Fifth Circuit Upholds SEC Rule That Promotes Corporate Board Diversity Amongst NASDAQ-listed Companies
The United States Fifth Circuit Court of Appeals rejected conservative attempts to gut the SEC rule that promotes corporate board diversity and furthers a bold, vibrant democracy in the United States.Read More
In December 2020, Nasdaq sought approval of a rule with the U.S. Securities and Exchange Commission (SEC) that would require the boards of Nasdaq-listed companies to have on their boards at least one self-identified female and at least one underrepresented minority or LGBTQ+ person, or explain why they don’t. Another rule from Nasdaq would require these companies to disclose board level diversity statistics. In August of 2021, the SEC approved the proposed rule changes for Nasdaq-listed companies.
Nasdaq’s rule changes are grounded in evidence & the law. They’re also important to move society forward. Indeed, as of 2020, 82.5% of directors at Fortune 500 companies are white. And only 23.5% of board seats of the top 3000 publicly traded companies are held by women.
However, Nasdaq’s rules have faced legal challenges from The Alliance for Fair Board Recruitment and The National Center for Public Policy Research. (The Alliance for Fair Board Recruitment separately sued California after it passed a board diversity requirement.)

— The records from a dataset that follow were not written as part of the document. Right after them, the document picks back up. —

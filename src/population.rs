//! Genetic algorithm over populations of sphere configurations.
//!
//! Each step fully relaxes every individual with the local optimizer,
//! then breeds replacements for the weak half of the population:
//! tournament selection, splitting-plane crossover, point mutation.
//! The best configuration ever seen is kept as an independent deep
//! copy, since population slots are overwritten every step.

use std::cmp::Ordering;

use log::debug;
use rand::rngs::StdRng;
use rand::{Rng, SeedableRng};
use rayon::prelude::*;
use serde::Serialize;

use crate::constants::{
    CHILD_RELAX_BOOST, DEFAULT_RELAX_EPSILON, MUTATION_DISPLACEMENT, TOURNAMENT_SIZE,
};
use crate::energy::total_energy;
use crate::geometry::{random_unit_vector, Vec3};
use crate::relax::relax;

/// Configuration for the sphere search.
#[derive(Clone, Debug, Serialize)]
pub struct SearchConfig {
    /// Number of charges N on the sphere.
    pub charge_count: usize,
    /// Population size P.
    pub population_size: usize,
    /// Probability that a fresh child gets one point displaced.
    pub mutation_rate: f64,
    /// Gradient step size for the refinement pass.
    pub learning_rate: f64,
    /// |ΔE| cutoff inside each relax call.
    pub relax_epsilon: f64,
    /// A step whose best-energy delta falls below this converges the run.
    pub convergence_threshold: f64,
    /// Deterministic seed; `None` uses entropy.
    pub seed: Option<u64>,
}

impl Default for SearchConfig {
    fn default() -> Self {
        Self {
            charge_count: 12,
            population_size: 20,
            mutation_rate: 0.3,
            learning_rate: 0.01,
            relax_epsilon: DEFAULT_RELAX_EPSILON,
            convergence_threshold: 1e-6,
            seed: None,
        }
    }
}

/// One evaluated configuration in the population.
///
/// `energy` always equals the energy model's evaluation of `points`;
/// every mutation path reevaluates before the individual is ranked.
#[derive(Clone, Debug, Serialize)]
pub struct Individual {
    pub points: Vec<Vec3>,
    pub energy: f64,
}

impl Individual {
    pub fn random<R: Rng>(charge_count: usize, rng: &mut R) -> Self {
        let points: Vec<Vec3> = (0..charge_count).map(|_| random_unit_vector(rng)).collect();
        let energy = total_energy(&points);
        Self { points, energy }
    }

    fn reevaluate(&mut self) {
        self.energy = total_energy(&self.points);
    }
}

/// Run state: a step whose energy delta falls below the convergence
/// threshold transitions Running -> Converged, terminally. Changing N
/// or P means building a fresh searcher.
#[derive(Clone, Copy, Debug, PartialEq, Eq, Serialize)]
pub enum SearchStatus {
    Running,
    Converged,
}

/// Statistics for one step.
#[derive(Clone, Debug, Default, Serialize)]
pub struct StepStats {
    pub step: usize,
    pub best_energy: f64,
    pub avg_energy: f64,
    pub worst_energy: f64,
    pub spread: f64,
    pub energy_delta: f64,
    /// Total optimizer iterations spent this step, refinement pass
    /// plus child relaxation.
    pub relax_iterations: usize,
}

/// The population-based Thomson searcher.
pub struct ThomsonSearcher {
    pub config: SearchConfig,
    pub population: Vec<Individual>,
    /// Lowest-energy configuration ever observed; only ever improves.
    pub best_ever: Individual,
    pub status: SearchStatus,
    pub step_count: usize,
    pub history: Vec<StepStats>,
    rng: StdRng,
}

impl ThomsonSearcher {
    /// Create a searcher with a freshly sampled random population.
    pub fn new(config: SearchConfig) -> Self {
        assert!(config.charge_count >= 1, "need at least one charge");
        assert!(config.population_size >= 2, "need at least two individuals");

        let mut rng = match config.seed {
            Some(seed) => StdRng::seed_from_u64(seed),
            None => StdRng::from_entropy(),
        };

        let mut population: Vec<Individual> = (0..config.population_size)
            .map(|_| Individual::random(config.charge_count, &mut rng))
            .collect();
        population.sort_by(|a, b| cmp_energy(a.energy, b.energy));
        let best_ever = population[0].clone();

        Self {
            config,
            population,
            best_ever,
            status: SearchStatus::Running,
            step_count: 0,
            history: Vec::new(),
            rng,
        }
    }

    /// Run one full step: refine, recombine, track the best.
    ///
    /// Returns the absolute change of the best-ever energy across the
    /// step; the caller (or the searcher itself, via `status`) uses it
    /// as the convergence signal.
    pub fn step(&mut self) -> f64 {
        self.step_count += 1;
        let energy_before = self.best_ever.energy;

        // Refinement pass: drive every individual to a local minimum.
        // Individuals are independent, so this parallelizes cleanly.
        let learning_rate = self.config.learning_rate;
        let epsilon = self.config.relax_epsilon;
        let mut relax_iterations: usize = self
            .population
            .par_iter_mut()
            .map(|individual| {
                let report = relax(&mut individual.points, learning_rate, epsilon);
                individual.reevaluate();
                report.iterations
            })
            .sum();
        self.sort_and_track_best();

        // Recombination pass: breed children from the current
        // population, then overwrite the worst-ranked tail. Children
        // are buffered so every parent is drawn from the
        // pre-replacement population.
        let num_to_replace = self.population.len() / 2;
        let mut children = Vec::with_capacity(num_to_replace);
        for _ in 0..num_to_replace {
            let parent_a = self.tournament_select();
            let parent_b = self.tournament_select();
            let mut points = crossover(
                &self.population[parent_a].points,
                &self.population[parent_b].points,
                self.config.charge_count,
                &mut self.rng,
            );
            if self.rng.gen::<f64>() < self.config.mutation_rate {
                mutate(&mut points, &mut self.rng);
            }
            let report = relax(&mut points, learning_rate * CHILD_RELAX_BOOST, epsilon);
            relax_iterations += report.iterations;
            let energy = total_energy(&points);
            children.push(Individual { points, energy });
        }
        let tail_start = self.population.len() - num_to_replace;
        for (slot, child) in self.population[tail_start..].iter_mut().zip(children) {
            *slot = child;
        }
        self.sort_and_track_best();

        let delta = (energy_before - self.best_ever.energy).abs();
        self.record_stats(delta, relax_iterations);

        if delta < self.config.convergence_threshold {
            self.status = SearchStatus::Converged;
            debug!(
                "converged at step {} with E = {:.6}",
                self.step_count, self.best_ever.energy
            );
        }

        delta
    }

    /// Current best individual (head of the energy-sorted population).
    pub fn best(&self) -> &Individual {
        &self.population[0]
    }

    /// Stable ascending sort by energy, then update the best record.
    ///
    /// Stability is the only tie-break: equal-energy individuals keep
    /// their relative order.
    fn sort_and_track_best(&mut self) {
        self.population
            .sort_by(|a, b| cmp_energy(a.energy, b.energy));
        if self.population[0].energy < self.best_ever.energy {
            self.best_ever = self.population[0].clone();
        }
    }

    /// Best-of-k tournament: k draws with replacement, lowest energy
    /// wins. Returns the winner's population index.
    fn tournament_select(&mut self) -> usize {
        let mut best_idx = self.rng.gen_range(0..self.population.len());
        for _ in 1..TOURNAMENT_SIZE {
            let idx = self.rng.gen_range(0..self.population.len());
            if self.population[idx].energy < self.population[best_idx].energy {
                best_idx = idx;
            }
        }
        best_idx
    }

    fn record_stats(&mut self, energy_delta: f64, relax_iterations: usize) {
        let energies: Vec<f64> = self.population.iter().map(|i| i.energy).collect();
        let best = energies.first().copied().unwrap_or(0.0);
        let worst = energies.last().copied().unwrap_or(0.0);
        let avg = energies.iter().sum::<f64>() / energies.len() as f64;
        let variance =
            energies.iter().map(|e| (e - avg).powi(2)).sum::<f64>() / energies.len() as f64;

        self.history.push(StepStats {
            step: self.step_count,
            best_energy: best,
            avg_energy: avg,
            worst_energy: worst,
            spread: variance.sqrt(),
            energy_delta,
            relax_iterations,
        });
    }
}

fn cmp_energy(a: f64, b: f64) -> Ordering {
    a.partial_cmp(&b).unwrap_or(Ordering::Equal)
}

/// Combine two parents through a random splitting plane.
///
/// A random unit normal splits the sphere in half: the child takes
/// parent A's points on the non-negative side and parent B's points on
/// the negative side. The halves rarely add up to exactly N, so the
/// child is padded with fresh uniform points or trimmed by repeatedly
/// removing one point of the globally closest pair - the points
/// causing the most crowding are the ones discarded.
pub fn crossover<R: Rng>(
    parent_a: &[Vec3],
    parent_b: &[Vec3],
    charge_count: usize,
    rng: &mut R,
) -> Vec<Vec3> {
    let normal = random_unit_vector(rng);

    let mut child: Vec<Vec3> = parent_a
        .iter()
        .filter(|p| p.dot(&normal) >= 0.0)
        .copied()
        .collect();
    child.extend(parent_b.iter().filter(|p| p.dot(&normal) < 0.0));

    while child.len() < charge_count {
        child.push(random_unit_vector(rng));
    }
    while child.len() > charge_count {
        remove_most_crowded(&mut child);
    }

    child
}

/// Remove the lower-index point of the globally closest pair.
fn remove_most_crowded(points: &mut Vec<Vec3>) {
    let mut min_dist = f64::MAX;
    let mut victim = 0;
    for i in 0..points.len() {
        for j in (i + 1)..points.len() {
            let dist = (points[i] - points[j]).norm();
            if dist < min_dist {
                min_dist = dist;
                victim = i;
            }
        }
    }
    points.remove(victim);
}

/// Displace one random point and project it back onto the sphere.
pub fn mutate<R: Rng>(points: &mut [Vec3], rng: &mut R) {
    let idx = rng.gen_range(0..points.len());
    points[idx] += random_unit_vector(rng) * MUTATION_DISPLACEMENT;
    points[idx].normalize_mut();
}

/// Compact single-line summary for driver output.
pub fn format_step_line(searcher: &ThomsonSearcher) -> String {
    let stats = searcher.history.last().cloned().unwrap_or_default();
    format!(
        "E_best={:.6} E_avg={:.6} spread={:.2e} ΔE={:.2e} relax_iters={}",
        searcher.best_ever.energy,
        stats.avg_energy,
        stats.spread,
        stats.energy_delta,
        stats.relax_iterations
    )
}

#[cfg(test)]
mod tests {
    use super::*;
    use rand::rngs::StdRng;
    use rand::SeedableRng;

    fn config(n: usize, p: usize, seed: u64) -> SearchConfig {
        SearchConfig {
            charge_count: n,
            population_size: p,
            convergence_threshold: 1e-4,
            seed: Some(seed),
            ..SearchConfig::default()
        }
    }

    #[test]
    fn test_crossover_cardinality() {
        let mut rng = StdRng::seed_from_u64(5);
        for n in [4, 7, 12, 20] {
            let a: Vec<Vec3> = (0..n).map(|_| random_unit_vector(&mut rng)).collect();
            let b: Vec<Vec3> = (0..n).map(|_| random_unit_vector(&mut rng)).collect();
            for _ in 0..20 {
                let child = crossover(&a, &b, n, &mut rng);
                assert_eq!(child.len(), n);
            }
        }
    }

    #[test]
    fn test_crossover_preserves_unit_norm() {
        let mut rng = StdRng::seed_from_u64(8);
        let a: Vec<Vec3> = (0..10).map(|_| random_unit_vector(&mut rng)).collect();
        let b: Vec<Vec3> = (0..10).map(|_| random_unit_vector(&mut rng)).collect();
        let child = crossover(&a, &b, 10, &mut rng);
        for p in &child {
            assert!((p.norm() - 1.0).abs() < 1e-6);
        }
    }

    #[test]
    fn test_mutate_preserves_unit_norm() {
        let mut rng = StdRng::seed_from_u64(13);
        let mut points: Vec<Vec3> = (0..6).map(|_| random_unit_vector(&mut rng)).collect();
        for _ in 0..50 {
            mutate(&mut points, &mut rng);
        }
        for p in &points {
            assert!((p.norm() - 1.0).abs() < 1e-6);
        }
    }

    #[test]
    fn test_fresh_searcher_is_sorted_with_best_at_head() {
        let searcher = ThomsonSearcher::new(config(5, 8, 33));
        for pair in searcher.population.windows(2) {
            assert!(pair[0].energy <= pair[1].energy);
        }
        assert_eq!(searcher.best().energy, searcher.population[0].energy);
        assert_eq!(searcher.best().energy, searcher.best_ever.energy);
    }

    #[test]
    fn test_step_stats_count_relax_iterations() {
        let mut searcher = ThomsonSearcher::new(config(6, 8, 9));
        searcher.step();
        let stats = searcher.history.last().unwrap();
        // Every individual relaxes at least once per step, and so does
        // every child, so the total cannot be below P + P/2.
        assert!(stats.relax_iterations >= 12, "{}", stats.relax_iterations);
    }

    #[test]
    fn test_best_energy_is_monotone_across_steps() {
        let mut searcher = ThomsonSearcher::new(config(6, 8, 21));
        let mut previous = searcher.best_ever.energy;
        for _ in 0..4 {
            searcher.step();
            assert!(searcher.best_ever.energy <= previous + 1e-12);
            previous = searcher.best_ever.energy;
        }
    }

    #[test]
    fn test_population_stays_sorted_and_consistent() {
        let mut searcher = ThomsonSearcher::new(config(5, 6, 2));
        searcher.step();
        for pair in searcher.population.windows(2) {
            assert!(pair[0].energy <= pair[1].energy);
        }
        for individual in &searcher.population {
            assert_eq!(individual.points.len(), 5);
            let expected = total_energy(&individual.points);
            assert!((individual.energy - expected).abs() < 1e-9);
        }
    }

    #[test]
    fn test_four_charges_converge_to_tetrahedron() {
        let mut searcher = ThomsonSearcher::new(config(4, 6, 42));
        for _ in 0..10 {
            if searcher.status == SearchStatus::Converged {
                break;
            }
            searcher.step();
        }
        assert_eq!(searcher.status, SearchStatus::Converged);
        assert!((searcher.best_ever.energy - 3.674235).abs() < 1e-3);
    }

    #[test]
    fn test_converged_is_reached_quickly_at_optimum() {
        // Once every individual sits at the global optimum, the next
        // step cannot improve the best record and must converge.
        let mut searcher = ThomsonSearcher::new(config(4, 6, 17));
        let mut steps = 0;
        while searcher.status == SearchStatus::Running && steps < 12 {
            searcher.step();
            steps += 1;
        }
        assert_eq!(searcher.status, SearchStatus::Converged);
        assert!(steps <= 12, "took {steps} steps");
    }
}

On February 25, 2022, Democracy Forward and Lambda Legal filed a brief on behalf of academic experts in business, management, and economics in the Fifth Circuit Court of Appeals supporting Nasdaq’s diversity rule, and the SEC’s approval of the rule.
This brief supports the SEC’s approval of Nasdaq’s proposal to require Nasdaq-listed companies to have or publicly disclose why they do not have at least two diverse board directors. The brief demonstrates for the court the strong evidence linking board diversity and corporate performance. Democracy Forward and Lambda Legal are representing experts signers in business, management, and economics, with particular expertise in studying the role of corporate board diversity in company performance.
These signers explain to the court that 1) substantial evidence supports a link between greater board diversity and positive non-financial outcomes, such as corporate governance and shareholder protection; 2) substantial evidence supports a link between greater board diversity and positive firm financial performance; 3) the Nasdaq Proposal has the added benefit of facilitating transparency and further rigorous study of board dynamics and effects; and 4) evidence continues to emerge since the Nasdaq Proposal that reinforces the positive links between board diversity and performance.
On October 19, 2023, the Fifth Circuit upheld the rule.
In a win for diversity and inclusion, the U.S. Fifth Circuit rejected extremist arguments and upheld the SEC rule.